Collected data
********************

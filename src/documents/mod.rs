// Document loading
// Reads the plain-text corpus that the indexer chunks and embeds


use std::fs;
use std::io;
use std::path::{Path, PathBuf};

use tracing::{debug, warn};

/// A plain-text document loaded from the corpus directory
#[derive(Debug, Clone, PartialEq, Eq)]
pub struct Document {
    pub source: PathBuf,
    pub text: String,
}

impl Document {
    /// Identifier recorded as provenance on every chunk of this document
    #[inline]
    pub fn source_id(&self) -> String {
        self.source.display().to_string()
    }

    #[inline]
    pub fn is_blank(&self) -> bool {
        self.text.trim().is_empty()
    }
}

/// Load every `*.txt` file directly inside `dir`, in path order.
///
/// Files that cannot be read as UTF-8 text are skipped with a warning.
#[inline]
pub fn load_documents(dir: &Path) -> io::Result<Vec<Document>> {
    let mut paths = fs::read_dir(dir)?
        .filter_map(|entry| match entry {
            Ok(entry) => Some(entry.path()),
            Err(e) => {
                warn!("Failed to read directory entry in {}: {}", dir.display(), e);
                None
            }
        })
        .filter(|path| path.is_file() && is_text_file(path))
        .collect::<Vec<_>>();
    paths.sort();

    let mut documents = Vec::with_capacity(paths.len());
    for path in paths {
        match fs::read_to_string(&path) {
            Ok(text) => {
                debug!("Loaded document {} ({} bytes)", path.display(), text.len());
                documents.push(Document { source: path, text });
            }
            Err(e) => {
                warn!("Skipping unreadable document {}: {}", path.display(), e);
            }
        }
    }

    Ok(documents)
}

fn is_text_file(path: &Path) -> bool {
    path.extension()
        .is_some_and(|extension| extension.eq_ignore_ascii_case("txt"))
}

********************

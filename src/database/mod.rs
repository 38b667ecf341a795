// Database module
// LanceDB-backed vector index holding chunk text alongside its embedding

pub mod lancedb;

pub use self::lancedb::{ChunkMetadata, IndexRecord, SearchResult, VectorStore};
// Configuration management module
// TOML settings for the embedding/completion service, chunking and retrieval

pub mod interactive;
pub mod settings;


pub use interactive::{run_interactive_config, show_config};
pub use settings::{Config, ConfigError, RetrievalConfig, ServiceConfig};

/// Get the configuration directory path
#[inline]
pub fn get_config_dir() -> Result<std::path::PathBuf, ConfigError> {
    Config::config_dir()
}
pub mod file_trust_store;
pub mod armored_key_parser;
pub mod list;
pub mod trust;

********************

Wherever the string "ConfigError" occurs in the records, copy the line it is in.

pub use settings::{Config, ConfigError, RetrievalConfig, ServiceConfig};
pub fn get_config_dir() -> Result<std::path::PathBuf, ConfigError> {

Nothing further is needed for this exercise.